Mit seinen Entscheidungen hatte der Bundesgerichtshof die Höhe des eingezogenen Wertersatzes auf gut 13,6 Millionen Euro festgelegt. Nach altem, bis 2017 geltenden Recht wären die gesicherten Vermögenswerte allein den Krankenkassen zugeflossen, erklärt die Staatsanwaltschaft Essen – nach neuem Recht stünden die gesicherten Vermögenswerte – deren Wert wohl deutlich weniger als die 13,6 Millionen Euro beträgt – allen Gläubigern im Rahmen des Insolvenzverfahrens zur Verfügung. Die Rangfolge richte sich nach der Insolvenzordnung. Unklar ist jedoch, wieviel hiervon realisierbar ist: Beim Insolvenzverwalter wurden Ansprüche von über 120 Millionen Euro geltend gemacht – hiervon allein rund 30 Millionen Euro von der Mutter des Apothekers. Da der Insolvenzverwalter jedoch annimmt, dass innerhalb der Familie Stadtmann illegal Vermögen gesichert wurde, geht er zivilrechtlich hiergegen vor [Insolvenzverwalter klagt mit Millionenforderung gegen Mutter von Peter S.] – und auch die Staatsanwaltschaft prüft mögliche Strafrechtsverstöße.

Bundesgerichtshof wies Rechtsmittel Stadtmanns in weiterem Verfahren zurück

Auch in einem weiteren Verfahren scheiterte Stadtmann zwischenzeitlich vor dem Bundesgerichtshof: Der Apotheker, gegen den ein lebenslanges Berufsverbot verhängt wurde, war dagegen vorgegangen, dass die Staatsanwaltschaft Ende 2018 die Eröffnung eines Insolvenzverfahrens beantragt hatte, da Krankenkassen Forderungen von über 32 Millionen Euro angemeldet hatten und sein Vermögen die Ansprüche wahrscheinlich nicht abdecken werden.
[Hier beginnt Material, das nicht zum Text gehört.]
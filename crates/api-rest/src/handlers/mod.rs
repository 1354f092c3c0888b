pub mod admin;
pub mod appointments;
pub mod beds;
pub mod billing;
pub mod emergency;
pub mod options;
pub mod orders;
pub mod patients;

use api_shared::{dto, HealthService};
use axum::Json;

#[utoipa::path(
    get,
    path = "/health",
    responses(
        (status = 200, description = "Health check response", body = dto::HealthRes)
    )
)]
/// Health check endpoint for the REST API
///
/// Unauthenticated; used for monitoring and load balancer health checks.
#[axum::debug_handler]
pub async fn health() -> Json<dto::HealthRes> {
    Json(HealthService::check_health())
}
Dabei war der Strafprozess damals noch nicht rechtskräftig abgeschlossen und noch unklar, inwiefern die Ansprüche berechtigt sind.

Stadtmann hatte gegen die Antragstellung zur Eröffnung des Insolvenzverfahrens Klage beim Verwaltungsgericht Gelsenkirchen eingereicht – doch nach der Entscheidung dieses Gerichts hatte der Apotheker gar nicht die Möglichkeit, Rechtsmittel gegen den Antrag der Staatsanwaltschaft einzulegen. Das Oberlandesgericht in Hamm sah dieses zwar als zulässig, aber unbegründet an. Der Bundesgerichtshof entschied, dass Stadtmann ein berechtigtes Interesse an einer Feststellung habe, dass die Beantragung der Eröffnung des Insolvenzverfahrens rechtswidrig sei: Letzterer sei ein hinreichend tiefer Grundrechtseingriff. Doch sei die Rechtsbeschwerde des Apothekers unbegründet, entschied der Bundesgerichtshof: Diese hätte sich nur dagegen richtigen können, dass bestimmte Voraussetzungen des Strafprozessrechts nicht vorgelegen haben.

Stadtmann hat vergangenes Jahr die Eröffnung eines Insolvenzverfahrens selbst beantragt – offenbar um sich die Möglichkeit einer Restschuldbefreiung offen zu halten.